## YOUR OBJECTIVE
Lines that include the string "state" are the ones to copy from the entries below.

EXTRACTED RECORDS Start Marker

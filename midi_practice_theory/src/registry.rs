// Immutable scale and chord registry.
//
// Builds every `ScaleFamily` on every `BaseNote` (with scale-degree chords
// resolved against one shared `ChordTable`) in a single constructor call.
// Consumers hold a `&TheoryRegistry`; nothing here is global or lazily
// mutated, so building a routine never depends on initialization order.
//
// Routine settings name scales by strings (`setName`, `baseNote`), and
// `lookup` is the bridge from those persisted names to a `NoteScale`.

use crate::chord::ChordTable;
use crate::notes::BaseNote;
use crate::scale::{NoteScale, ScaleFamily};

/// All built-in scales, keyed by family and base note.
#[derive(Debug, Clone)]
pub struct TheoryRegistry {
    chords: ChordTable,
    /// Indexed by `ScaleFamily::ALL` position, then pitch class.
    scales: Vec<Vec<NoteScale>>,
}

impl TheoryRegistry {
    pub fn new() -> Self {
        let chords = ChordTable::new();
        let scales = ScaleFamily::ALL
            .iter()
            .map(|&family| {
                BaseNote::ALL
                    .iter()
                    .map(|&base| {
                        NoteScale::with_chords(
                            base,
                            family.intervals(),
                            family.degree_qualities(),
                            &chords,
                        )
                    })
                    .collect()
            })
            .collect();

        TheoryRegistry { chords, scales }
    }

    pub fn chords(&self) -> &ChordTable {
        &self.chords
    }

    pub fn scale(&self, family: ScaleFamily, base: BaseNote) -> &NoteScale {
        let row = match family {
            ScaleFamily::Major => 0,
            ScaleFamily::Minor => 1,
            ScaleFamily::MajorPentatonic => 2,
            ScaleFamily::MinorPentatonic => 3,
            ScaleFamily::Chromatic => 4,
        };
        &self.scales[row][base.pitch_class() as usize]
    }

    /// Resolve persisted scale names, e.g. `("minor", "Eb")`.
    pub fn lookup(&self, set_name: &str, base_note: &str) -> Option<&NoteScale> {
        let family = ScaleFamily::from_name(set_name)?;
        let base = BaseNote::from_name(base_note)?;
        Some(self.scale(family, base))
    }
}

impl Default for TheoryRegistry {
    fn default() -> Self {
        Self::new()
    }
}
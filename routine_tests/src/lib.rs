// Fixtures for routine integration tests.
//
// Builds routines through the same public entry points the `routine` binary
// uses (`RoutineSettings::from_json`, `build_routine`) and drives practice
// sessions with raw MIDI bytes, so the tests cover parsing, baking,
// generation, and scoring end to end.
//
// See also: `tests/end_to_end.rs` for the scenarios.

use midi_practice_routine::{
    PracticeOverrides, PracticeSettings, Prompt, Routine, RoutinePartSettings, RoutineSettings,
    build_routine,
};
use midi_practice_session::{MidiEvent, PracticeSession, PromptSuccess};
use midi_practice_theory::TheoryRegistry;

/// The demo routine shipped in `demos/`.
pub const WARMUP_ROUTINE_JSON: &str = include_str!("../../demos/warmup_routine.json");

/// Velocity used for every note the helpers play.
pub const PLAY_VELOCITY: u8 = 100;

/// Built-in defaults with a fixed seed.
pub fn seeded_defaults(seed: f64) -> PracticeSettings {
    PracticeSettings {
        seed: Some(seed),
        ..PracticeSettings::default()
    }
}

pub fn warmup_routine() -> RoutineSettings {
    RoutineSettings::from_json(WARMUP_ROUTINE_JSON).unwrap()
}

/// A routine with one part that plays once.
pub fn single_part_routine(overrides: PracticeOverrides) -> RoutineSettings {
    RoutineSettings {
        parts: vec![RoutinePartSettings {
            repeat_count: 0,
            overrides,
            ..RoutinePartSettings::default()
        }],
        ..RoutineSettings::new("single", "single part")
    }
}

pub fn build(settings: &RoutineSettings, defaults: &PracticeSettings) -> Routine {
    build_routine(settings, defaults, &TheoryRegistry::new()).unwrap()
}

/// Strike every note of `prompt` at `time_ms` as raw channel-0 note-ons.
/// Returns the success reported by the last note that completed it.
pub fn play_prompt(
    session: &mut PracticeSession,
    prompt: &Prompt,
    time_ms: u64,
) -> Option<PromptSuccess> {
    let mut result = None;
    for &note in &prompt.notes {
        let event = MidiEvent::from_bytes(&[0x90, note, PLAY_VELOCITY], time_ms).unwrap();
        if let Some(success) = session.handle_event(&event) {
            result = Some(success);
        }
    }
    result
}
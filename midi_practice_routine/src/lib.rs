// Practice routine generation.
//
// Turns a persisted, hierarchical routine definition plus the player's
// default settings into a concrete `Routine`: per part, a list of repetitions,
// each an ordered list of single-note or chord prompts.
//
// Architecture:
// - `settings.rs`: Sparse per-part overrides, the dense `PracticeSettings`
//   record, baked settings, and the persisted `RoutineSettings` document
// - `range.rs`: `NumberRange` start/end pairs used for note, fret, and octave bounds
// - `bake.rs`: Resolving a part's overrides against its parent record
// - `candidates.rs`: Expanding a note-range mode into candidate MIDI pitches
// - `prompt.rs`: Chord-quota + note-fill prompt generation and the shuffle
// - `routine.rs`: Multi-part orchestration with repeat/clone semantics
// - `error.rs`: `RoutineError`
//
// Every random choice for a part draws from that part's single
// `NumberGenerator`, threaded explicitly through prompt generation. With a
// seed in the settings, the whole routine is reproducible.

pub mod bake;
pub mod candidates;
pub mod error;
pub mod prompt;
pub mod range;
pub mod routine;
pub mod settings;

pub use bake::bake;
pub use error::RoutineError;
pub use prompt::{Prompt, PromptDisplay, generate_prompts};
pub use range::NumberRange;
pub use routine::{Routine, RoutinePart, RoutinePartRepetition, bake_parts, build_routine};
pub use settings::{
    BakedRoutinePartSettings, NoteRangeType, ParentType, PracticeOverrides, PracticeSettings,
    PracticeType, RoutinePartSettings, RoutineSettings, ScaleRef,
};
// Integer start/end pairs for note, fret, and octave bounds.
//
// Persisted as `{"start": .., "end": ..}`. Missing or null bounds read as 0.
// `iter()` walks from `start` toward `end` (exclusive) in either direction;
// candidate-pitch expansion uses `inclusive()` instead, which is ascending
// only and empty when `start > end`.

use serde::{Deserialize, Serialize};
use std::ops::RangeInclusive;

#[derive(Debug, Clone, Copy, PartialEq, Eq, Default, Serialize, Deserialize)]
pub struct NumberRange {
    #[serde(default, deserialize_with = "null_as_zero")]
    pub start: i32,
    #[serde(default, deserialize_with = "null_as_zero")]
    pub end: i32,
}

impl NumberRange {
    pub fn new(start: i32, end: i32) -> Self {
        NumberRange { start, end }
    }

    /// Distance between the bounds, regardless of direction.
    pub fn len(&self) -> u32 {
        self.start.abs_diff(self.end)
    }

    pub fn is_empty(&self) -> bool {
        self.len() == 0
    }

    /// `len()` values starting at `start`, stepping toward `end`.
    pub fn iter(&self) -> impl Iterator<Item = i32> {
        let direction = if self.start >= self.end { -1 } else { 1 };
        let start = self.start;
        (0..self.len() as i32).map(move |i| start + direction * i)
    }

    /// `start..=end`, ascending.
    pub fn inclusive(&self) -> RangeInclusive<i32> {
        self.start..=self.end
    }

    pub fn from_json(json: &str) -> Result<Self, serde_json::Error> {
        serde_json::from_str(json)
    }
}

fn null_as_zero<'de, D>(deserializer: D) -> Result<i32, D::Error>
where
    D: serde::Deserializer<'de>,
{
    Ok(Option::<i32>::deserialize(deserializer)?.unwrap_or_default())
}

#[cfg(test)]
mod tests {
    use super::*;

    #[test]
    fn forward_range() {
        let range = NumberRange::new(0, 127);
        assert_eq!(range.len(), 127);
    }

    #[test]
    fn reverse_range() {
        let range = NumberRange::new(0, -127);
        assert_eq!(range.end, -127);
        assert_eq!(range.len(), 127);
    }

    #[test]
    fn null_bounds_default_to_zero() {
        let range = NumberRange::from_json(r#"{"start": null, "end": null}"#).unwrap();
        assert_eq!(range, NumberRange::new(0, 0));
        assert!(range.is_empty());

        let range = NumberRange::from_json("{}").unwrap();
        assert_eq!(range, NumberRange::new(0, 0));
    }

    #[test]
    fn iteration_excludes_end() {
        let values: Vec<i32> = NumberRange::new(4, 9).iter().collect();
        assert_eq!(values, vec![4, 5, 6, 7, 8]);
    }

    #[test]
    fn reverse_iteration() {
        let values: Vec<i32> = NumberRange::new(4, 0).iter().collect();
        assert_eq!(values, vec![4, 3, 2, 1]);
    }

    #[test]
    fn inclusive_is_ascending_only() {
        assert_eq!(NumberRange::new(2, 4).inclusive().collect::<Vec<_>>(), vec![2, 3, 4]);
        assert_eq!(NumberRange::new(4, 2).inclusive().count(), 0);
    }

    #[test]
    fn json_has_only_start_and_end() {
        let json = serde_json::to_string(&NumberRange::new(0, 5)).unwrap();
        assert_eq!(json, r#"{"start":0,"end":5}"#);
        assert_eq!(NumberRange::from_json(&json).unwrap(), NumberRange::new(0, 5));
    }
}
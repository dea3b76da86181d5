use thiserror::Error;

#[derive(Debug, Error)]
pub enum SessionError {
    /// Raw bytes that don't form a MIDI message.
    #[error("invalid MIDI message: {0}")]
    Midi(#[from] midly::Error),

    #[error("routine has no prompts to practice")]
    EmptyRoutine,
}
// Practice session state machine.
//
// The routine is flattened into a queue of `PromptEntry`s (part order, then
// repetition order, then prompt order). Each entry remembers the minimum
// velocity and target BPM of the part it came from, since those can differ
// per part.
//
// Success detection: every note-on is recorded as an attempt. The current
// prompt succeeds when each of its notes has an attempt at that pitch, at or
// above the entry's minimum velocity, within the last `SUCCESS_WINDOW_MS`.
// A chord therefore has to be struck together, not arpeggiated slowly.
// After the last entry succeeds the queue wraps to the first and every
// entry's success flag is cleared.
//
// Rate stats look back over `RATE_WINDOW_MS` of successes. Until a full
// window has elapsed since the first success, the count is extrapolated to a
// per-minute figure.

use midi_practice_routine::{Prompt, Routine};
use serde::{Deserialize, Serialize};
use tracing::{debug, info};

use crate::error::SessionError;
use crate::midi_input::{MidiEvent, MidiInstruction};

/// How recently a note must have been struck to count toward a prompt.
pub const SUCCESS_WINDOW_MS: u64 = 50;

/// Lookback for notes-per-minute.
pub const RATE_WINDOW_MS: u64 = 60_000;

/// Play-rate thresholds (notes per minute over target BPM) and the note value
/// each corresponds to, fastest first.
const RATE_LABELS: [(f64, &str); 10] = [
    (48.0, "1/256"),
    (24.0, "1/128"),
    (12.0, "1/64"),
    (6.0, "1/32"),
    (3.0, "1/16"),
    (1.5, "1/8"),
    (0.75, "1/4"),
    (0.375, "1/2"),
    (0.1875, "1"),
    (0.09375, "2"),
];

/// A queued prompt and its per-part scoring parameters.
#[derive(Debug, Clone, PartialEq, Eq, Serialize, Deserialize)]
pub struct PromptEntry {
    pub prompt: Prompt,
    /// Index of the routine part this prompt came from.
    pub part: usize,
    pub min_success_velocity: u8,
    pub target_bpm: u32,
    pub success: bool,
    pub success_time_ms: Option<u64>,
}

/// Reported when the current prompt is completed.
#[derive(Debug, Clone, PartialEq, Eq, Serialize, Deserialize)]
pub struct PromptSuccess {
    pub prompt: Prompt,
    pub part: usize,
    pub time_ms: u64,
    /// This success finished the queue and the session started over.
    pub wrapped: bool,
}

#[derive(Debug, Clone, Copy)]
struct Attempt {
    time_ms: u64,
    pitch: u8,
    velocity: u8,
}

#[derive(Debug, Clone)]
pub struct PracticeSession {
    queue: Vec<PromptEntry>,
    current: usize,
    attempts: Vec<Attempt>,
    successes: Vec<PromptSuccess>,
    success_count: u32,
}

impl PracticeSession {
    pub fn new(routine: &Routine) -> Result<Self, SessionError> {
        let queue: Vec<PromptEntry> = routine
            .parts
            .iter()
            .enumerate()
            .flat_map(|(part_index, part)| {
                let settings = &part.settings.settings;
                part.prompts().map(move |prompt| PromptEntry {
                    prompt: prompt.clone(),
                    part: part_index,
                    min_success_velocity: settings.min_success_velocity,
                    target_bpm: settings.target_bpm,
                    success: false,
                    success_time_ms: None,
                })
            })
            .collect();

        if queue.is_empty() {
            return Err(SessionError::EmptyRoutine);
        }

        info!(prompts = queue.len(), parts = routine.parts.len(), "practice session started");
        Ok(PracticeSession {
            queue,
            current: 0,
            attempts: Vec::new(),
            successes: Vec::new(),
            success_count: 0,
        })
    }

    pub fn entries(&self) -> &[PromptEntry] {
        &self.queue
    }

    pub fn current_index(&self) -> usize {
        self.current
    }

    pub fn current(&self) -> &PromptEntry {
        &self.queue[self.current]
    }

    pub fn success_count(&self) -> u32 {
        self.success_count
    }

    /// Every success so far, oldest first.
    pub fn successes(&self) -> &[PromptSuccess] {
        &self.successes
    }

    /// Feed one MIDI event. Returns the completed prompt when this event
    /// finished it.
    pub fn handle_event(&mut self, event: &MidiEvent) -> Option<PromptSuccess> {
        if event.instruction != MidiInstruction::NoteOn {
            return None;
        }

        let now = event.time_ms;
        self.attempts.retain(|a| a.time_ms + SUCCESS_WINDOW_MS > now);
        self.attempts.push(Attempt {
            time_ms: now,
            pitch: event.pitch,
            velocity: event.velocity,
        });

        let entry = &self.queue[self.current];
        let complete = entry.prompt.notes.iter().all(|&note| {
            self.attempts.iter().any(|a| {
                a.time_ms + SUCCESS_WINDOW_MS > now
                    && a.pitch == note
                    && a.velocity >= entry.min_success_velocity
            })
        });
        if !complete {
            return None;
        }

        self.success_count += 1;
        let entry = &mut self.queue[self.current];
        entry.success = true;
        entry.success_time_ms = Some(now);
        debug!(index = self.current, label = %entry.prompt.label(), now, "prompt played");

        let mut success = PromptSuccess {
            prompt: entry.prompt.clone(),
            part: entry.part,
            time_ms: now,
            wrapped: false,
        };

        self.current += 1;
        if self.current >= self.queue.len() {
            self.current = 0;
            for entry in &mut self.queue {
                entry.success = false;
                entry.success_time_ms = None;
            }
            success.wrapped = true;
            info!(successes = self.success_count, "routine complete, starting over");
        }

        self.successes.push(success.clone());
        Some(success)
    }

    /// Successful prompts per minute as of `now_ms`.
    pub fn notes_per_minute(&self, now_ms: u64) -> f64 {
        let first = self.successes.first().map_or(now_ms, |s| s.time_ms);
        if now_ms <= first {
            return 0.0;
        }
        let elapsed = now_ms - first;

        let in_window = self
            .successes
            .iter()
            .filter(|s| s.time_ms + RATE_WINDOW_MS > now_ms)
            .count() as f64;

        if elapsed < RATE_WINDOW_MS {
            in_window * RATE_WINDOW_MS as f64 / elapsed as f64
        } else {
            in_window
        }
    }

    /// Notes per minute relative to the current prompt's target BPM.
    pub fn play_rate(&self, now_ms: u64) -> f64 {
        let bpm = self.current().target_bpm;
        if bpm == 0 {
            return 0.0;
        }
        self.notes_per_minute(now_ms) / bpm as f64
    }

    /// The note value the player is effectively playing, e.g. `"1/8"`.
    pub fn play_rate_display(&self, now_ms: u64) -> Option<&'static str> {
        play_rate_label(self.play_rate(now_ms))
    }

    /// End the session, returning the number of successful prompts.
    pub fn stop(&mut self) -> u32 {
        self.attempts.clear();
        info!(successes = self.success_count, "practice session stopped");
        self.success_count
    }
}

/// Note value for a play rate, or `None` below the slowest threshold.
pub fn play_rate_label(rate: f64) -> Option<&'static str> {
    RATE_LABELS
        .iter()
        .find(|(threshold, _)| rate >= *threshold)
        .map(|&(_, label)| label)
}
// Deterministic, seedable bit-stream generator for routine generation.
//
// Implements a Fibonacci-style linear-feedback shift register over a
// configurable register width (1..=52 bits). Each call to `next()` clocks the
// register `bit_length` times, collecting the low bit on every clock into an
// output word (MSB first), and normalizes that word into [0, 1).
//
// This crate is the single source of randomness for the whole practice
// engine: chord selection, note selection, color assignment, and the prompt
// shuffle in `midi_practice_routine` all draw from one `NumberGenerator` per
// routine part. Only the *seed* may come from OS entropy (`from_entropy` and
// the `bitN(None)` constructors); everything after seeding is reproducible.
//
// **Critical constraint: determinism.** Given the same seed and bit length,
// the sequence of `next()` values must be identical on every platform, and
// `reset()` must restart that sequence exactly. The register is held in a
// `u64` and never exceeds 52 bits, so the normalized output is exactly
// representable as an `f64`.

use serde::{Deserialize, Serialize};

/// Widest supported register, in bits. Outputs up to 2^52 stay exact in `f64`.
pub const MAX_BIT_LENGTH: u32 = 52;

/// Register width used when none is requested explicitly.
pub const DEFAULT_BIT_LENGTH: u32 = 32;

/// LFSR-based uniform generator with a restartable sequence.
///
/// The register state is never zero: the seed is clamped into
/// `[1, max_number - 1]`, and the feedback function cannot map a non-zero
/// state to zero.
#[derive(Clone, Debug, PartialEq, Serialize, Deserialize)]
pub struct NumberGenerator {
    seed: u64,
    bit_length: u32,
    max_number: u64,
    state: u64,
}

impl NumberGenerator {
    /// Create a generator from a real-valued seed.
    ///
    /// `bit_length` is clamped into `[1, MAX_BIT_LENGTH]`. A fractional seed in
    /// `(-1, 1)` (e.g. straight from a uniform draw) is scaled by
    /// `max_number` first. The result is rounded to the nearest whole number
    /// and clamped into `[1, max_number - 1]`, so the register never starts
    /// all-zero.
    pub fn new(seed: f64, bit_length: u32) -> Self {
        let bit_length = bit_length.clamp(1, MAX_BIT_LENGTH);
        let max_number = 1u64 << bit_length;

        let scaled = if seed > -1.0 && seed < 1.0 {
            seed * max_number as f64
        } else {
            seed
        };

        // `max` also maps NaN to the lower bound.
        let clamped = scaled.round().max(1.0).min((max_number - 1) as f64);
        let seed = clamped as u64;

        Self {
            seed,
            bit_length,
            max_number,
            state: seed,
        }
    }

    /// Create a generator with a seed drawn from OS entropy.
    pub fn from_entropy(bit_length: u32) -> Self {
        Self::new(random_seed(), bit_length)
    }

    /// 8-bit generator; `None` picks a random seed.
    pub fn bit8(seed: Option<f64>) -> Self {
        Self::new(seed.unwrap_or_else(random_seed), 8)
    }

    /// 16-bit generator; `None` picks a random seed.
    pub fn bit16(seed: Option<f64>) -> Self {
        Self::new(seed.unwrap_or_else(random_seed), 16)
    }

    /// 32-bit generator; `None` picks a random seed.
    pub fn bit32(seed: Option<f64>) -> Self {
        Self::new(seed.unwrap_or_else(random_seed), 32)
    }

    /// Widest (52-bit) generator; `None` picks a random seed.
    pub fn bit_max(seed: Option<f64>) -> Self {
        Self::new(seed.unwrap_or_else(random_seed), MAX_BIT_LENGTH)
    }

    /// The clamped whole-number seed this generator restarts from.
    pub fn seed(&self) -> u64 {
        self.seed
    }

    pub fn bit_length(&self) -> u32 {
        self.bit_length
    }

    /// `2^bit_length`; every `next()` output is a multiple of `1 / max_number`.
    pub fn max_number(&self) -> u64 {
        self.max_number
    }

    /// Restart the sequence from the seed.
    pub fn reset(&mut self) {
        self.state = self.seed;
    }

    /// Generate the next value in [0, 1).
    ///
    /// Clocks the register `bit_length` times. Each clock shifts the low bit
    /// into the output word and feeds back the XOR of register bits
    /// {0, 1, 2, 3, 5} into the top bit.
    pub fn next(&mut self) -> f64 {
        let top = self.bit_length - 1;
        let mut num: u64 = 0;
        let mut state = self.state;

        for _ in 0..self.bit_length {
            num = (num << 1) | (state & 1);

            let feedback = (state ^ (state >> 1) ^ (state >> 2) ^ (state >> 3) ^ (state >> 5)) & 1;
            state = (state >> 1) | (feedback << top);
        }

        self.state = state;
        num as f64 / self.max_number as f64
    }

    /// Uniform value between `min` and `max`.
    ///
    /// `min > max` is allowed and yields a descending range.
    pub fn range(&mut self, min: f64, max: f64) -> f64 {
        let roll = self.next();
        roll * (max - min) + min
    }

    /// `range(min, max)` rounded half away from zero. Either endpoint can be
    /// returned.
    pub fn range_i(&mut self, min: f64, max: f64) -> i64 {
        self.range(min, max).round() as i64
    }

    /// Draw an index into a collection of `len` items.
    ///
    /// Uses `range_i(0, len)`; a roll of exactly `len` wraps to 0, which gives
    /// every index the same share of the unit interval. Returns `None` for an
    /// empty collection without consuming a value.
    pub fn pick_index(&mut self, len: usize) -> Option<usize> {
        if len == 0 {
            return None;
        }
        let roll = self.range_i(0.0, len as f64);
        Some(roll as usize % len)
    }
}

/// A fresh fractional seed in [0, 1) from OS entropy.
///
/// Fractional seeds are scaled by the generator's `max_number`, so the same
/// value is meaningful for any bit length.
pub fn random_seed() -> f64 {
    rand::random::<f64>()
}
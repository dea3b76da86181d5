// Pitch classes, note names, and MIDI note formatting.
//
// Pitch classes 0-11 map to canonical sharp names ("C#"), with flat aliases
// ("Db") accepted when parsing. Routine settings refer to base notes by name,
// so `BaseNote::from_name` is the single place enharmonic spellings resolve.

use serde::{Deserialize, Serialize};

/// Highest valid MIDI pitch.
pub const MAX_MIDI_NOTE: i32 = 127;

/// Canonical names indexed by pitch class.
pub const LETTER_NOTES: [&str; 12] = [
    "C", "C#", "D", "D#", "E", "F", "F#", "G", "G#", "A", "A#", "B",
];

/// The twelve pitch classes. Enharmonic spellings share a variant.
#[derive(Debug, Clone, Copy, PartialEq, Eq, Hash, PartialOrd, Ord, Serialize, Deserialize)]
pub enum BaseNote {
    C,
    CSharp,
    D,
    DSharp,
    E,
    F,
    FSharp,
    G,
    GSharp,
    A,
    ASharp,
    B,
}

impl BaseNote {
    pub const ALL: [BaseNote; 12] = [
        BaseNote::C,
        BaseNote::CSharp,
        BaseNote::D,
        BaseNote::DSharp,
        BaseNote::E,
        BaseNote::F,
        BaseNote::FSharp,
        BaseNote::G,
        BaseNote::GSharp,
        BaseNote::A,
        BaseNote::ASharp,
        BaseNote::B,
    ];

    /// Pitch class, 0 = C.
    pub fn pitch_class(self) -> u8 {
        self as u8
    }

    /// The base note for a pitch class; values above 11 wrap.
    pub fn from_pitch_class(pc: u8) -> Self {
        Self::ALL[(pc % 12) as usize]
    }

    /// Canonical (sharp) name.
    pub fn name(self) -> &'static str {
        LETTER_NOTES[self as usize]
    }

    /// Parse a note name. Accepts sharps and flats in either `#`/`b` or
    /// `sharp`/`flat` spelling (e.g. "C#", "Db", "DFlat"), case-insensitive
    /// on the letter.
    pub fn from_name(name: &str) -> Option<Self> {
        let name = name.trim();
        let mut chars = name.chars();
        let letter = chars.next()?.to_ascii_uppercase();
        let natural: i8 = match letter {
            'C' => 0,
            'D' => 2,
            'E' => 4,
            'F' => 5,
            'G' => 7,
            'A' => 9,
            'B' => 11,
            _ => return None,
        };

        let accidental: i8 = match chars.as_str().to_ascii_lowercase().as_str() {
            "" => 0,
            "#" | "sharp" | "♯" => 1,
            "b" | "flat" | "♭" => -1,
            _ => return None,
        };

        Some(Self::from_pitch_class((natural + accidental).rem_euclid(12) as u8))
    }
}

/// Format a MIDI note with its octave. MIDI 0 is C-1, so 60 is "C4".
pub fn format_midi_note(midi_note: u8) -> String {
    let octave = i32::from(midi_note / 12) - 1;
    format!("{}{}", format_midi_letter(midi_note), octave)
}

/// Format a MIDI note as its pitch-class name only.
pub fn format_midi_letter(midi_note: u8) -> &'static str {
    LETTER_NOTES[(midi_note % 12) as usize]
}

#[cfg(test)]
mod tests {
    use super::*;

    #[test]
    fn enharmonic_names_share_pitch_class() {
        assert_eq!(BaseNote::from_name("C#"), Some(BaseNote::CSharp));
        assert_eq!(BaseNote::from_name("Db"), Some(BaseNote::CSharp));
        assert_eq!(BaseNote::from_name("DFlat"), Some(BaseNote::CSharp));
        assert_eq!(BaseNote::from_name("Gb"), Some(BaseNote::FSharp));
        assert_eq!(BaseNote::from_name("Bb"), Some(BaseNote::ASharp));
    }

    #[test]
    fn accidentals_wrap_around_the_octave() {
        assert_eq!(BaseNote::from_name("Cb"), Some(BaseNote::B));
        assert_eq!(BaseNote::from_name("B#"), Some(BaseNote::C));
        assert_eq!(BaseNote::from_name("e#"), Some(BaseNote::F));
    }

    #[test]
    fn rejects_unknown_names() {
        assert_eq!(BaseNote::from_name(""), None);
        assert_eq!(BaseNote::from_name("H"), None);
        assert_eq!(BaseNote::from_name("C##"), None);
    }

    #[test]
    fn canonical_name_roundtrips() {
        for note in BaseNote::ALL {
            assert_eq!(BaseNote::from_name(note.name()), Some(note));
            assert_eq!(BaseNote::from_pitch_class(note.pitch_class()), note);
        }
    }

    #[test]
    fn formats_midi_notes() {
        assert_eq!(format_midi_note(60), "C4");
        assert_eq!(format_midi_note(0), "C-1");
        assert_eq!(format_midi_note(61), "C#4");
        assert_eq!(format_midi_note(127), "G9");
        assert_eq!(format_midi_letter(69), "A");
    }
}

EXTRACTED RECORDS End Marker

## THE COMPLETED TASK
// Practice session state machine.
/// The register state is never zero: the seed is clamped into
/// state to zero.
    state: u64,
            state: seed,
        self.state = self.seed;
        let mut state = self.state;
            num = (num << 1) | (state & 1);
            let feedback = (state ^ (state >> 1) ^ (state >> 2) ^ (state >> 3) ^ (state >> 5)) & 1;
            state = (state >> 1) | (feedback << top);
        self.state = state;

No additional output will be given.